Westmont Magazine Fierce: Women's Basketball

FIERCE

/firs/ -adj.

• having or displaying strong or ferocious aggressiveness

• showing a heartfelt and powerful intensity [see also: Westmont Women’s Basketball]

In March 2020, the women’s basketball team earned the No. 1 seed and top ranking at the NAIA National Tournament but never competed as the NAIA cancelled the event in the midst of the pandemic.
Last fall, the Warriors wondered how much basketball they’d play in the new season — and if the NAIA would schedule a national tournament in 2021.

The NAIA pushed the start of men’s and women’s basketball back a month. Even then, a positive COVID-19 test on the opposing team postponed the women’s first game. The Warriors lost their opener and two exhibitions against NCAA DI Pepperdine, UC Irvine and Long Beach State, respectively. Two games were canceled. Westmont’s ranking atop the NAIA Coaches’ Poll began to slide.

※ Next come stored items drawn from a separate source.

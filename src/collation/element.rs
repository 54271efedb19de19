//! 排序元素编码
//!
//! - `CollationElement`: 32 位原始权重，primary 16 | secondary 8 | tertiary 8
//! - `ProcessedElement`: 64 位处理后权重，primary 16 | secondary 16 | tertiary 16 | quaternary 16
//! - `PositionedElement` / `Cei`: 权重 + 产生它的源文本区间 `[low, high)`
//!
//! 所有移位和掩码只出现在这个文件里。

use serde::{Deserialize, Serialize};

pub const PRIMARY_ORDER_MASK: u32 = 0xFFFF_0000;
pub const SECONDARY_ORDER_MASK: u32 = 0x0000_FF00;
pub const TERTIARY_ORDER_MASK: u32 = 0x0000_00FF;

/// tertiary 字节高两位同时置位表示 continuation 元素
const CONTINUATION_MARKER: u32 = 0xC0;

#[derive(Debug, Clone, Copy, PartialEq, Eq, PartialOrd, Ord, Hash, Serialize, Deserialize)]
#[serde(rename_all = "lowercase")]
pub enum Strength {
    Primary,
    Secondary,
    Tertiary,
    Quaternary,
    Identical,
}

impl Default for Strength {
    fn default() -> Self {
        Strength::Tertiary
    }
}

impl Strength {
    pub fn from_name(name: &str) -> Option<Self> {
        match name.trim().to_ascii_lowercase().as_str() {
            "primary" | "1" => Some(Strength::Primary),
            "secondary" | "2" => Some(Strength::Secondary),
            "tertiary" | "3" => Some(Strength::Tertiary),
            "quaternary" | "4" => Some(Strength::Quaternary),
            "identical" | "i" => Some(Strength::Identical),
            _ => None,
        }
    }

    /// 该强度下参与比较的 CE 位
    pub fn mask(self) -> u32 {
        match self {
            Strength::Primary => PRIMARY_ORDER_MASK,
            Strength::Secondary => PRIMARY_ORDER_MASK | SECONDARY_ORDER_MASK,
            _ => PRIMARY_ORDER_MASK | SECONDARY_ORDER_MASK | TERTIARY_ORDER_MASK,
        }
    }
}

#[derive(Debug, Clone, Copy, PartialEq, Eq, PartialOrd, Ord, Hash, Default)]
pub struct CollationElement(u32);

impl CollationElement {
    pub const IGNORABLE: Self = Self(0);
    pub const NULLORDER: Self = Self(u32::MAX);

    pub const fn new(primary: u16, secondary: u8, tertiary: u8) -> Self {
        Self(((primary as u32) << 16) | ((secondary as u32) << 8) | tertiary as u32)
    }

    /// 多元素权重的后续元素（tertiary 带 continuation 标记）
    pub const fn continuation(primary: u16, secondary: u8, tertiary: u8) -> Self {
        Self(Self::new(primary, secondary, tertiary).0 | CONTINUATION_MARKER)
    }

    pub const fn from_raw(raw: u32) -> Self {
        Self(raw)
    }

    pub const fn raw(self) -> u32 {
        self.0
    }

    pub const fn primary(self) -> u16 {
        (self.0 >> 16) as u16
    }

    pub const fn secondary(self) -> u8 {
        (self.0 >> 8) as u8
    }

    pub const fn tertiary(self) -> u8 {
        self.0 as u8
    }

    pub fn is_ignorable(self) -> bool {
        self == Self::IGNORABLE
    }

    pub fn is_null(self) -> bool {
        self == Self::NULLORDER
    }

    pub fn is_continuation(self) -> bool {
        !self.is_null() && (self.0 & CONTINUATION_MARKER) == CONTINUATION_MARKER
    }

    pub fn masked(self, mask: u32) -> Self {
        Self(self.0 & mask)
    }
}

#[derive(Debug, Clone, Copy, PartialEq, Eq, PartialOrd, Ord, Hash, Default)]
pub struct ProcessedElement(u64);

impl ProcessedElement {
    pub const IGNORABLE: Self = Self(0);
    pub const PROCESSED_NULLORDER: Self = Self(u64::MAX);

    pub const fn from_levels(primary: u16, secondary: u16, tertiary: u16, quaternary: u16) -> Self {
        Self(
            ((primary as u64) << 48)
                | ((secondary as u64) << 32)
                | ((tertiary as u64) << 16)
                | quaternary as u64,
        )
    }

    pub const fn from_raw(raw: u64) -> Self {
        Self(raw)
    }

    pub const fn raw(self) -> u64 {
        self.0
    }

    pub const fn primary_weight(self) -> u16 {
        (self.0 >> 48) as u16
    }

    pub const fn secondary_weight(self) -> u16 {
        (self.0 >> 32) as u16
    }

    pub const fn tertiary_weight(self) -> u16 {
        (self.0 >> 16) as u16
    }

    pub const fn quaternary_weight(self) -> u16 {
        self.0 as u16
    }

    pub fn is_ignorable(self) -> bool {
        self == Self::IGNORABLE
    }

    pub fn is_null(self) -> bool {
        self == Self::PROCESSED_NULLORDER
    }
}

/// 原始 CE 及其来源区间
#[derive(Debug, Clone, Copy, PartialEq, Eq)]
pub struct PositionedElement {
    pub ce: CollationElement,
    pub low: usize,
    pub high: usize,
}

/// 处理后的 CE 及其来源区间。
///
/// `low == high` 表示该元素属于前一个字符的展开，
/// 或者是位于文本端点的终止元素。
#[derive(Debug, Clone, Copy, PartialEq, Eq)]
pub struct Cei {
    pub pce: ProcessedElement,
    pub low: usize,
    pub high: usize,
}

impl Cei {
    pub fn terminator(at: usize) -> Self {
        Self {
            pce: ProcessedElement::PROCESSED_NULLORDER,
            low: at,
            high: at,
        }
    }

    pub fn is_terminator(&self) -> bool {
        self.pce.is_null()
    }

    /// 展开的非首元素（不含终止元素）
    pub fn is_expansion_tail(&self) -> bool {
        self.low == self.high && !self.is_terminator()
    }
}

#[cfg(test)]
#[path = "../../tests/unit/collation/element.rs"]
mod tests;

Kirsten Moore, NAIA Coach of the Year

Before each season, Head Coach Kirsten Moore chooses a theme for the season. Facing uncertainty, she wanted to pare it down and focus on the basics: faith, hope and love.

“I kept coming back to the key tenets in Scripture,” she said. “Hope was the key piece. We had to maintain hope when the circumstances looked pretty hopeless. How could we challenge ourselves to remain hopeful? Are we hopeful in just an end result? Or are we actually hopeful in a God who promises to be with us no matter what the end result is?”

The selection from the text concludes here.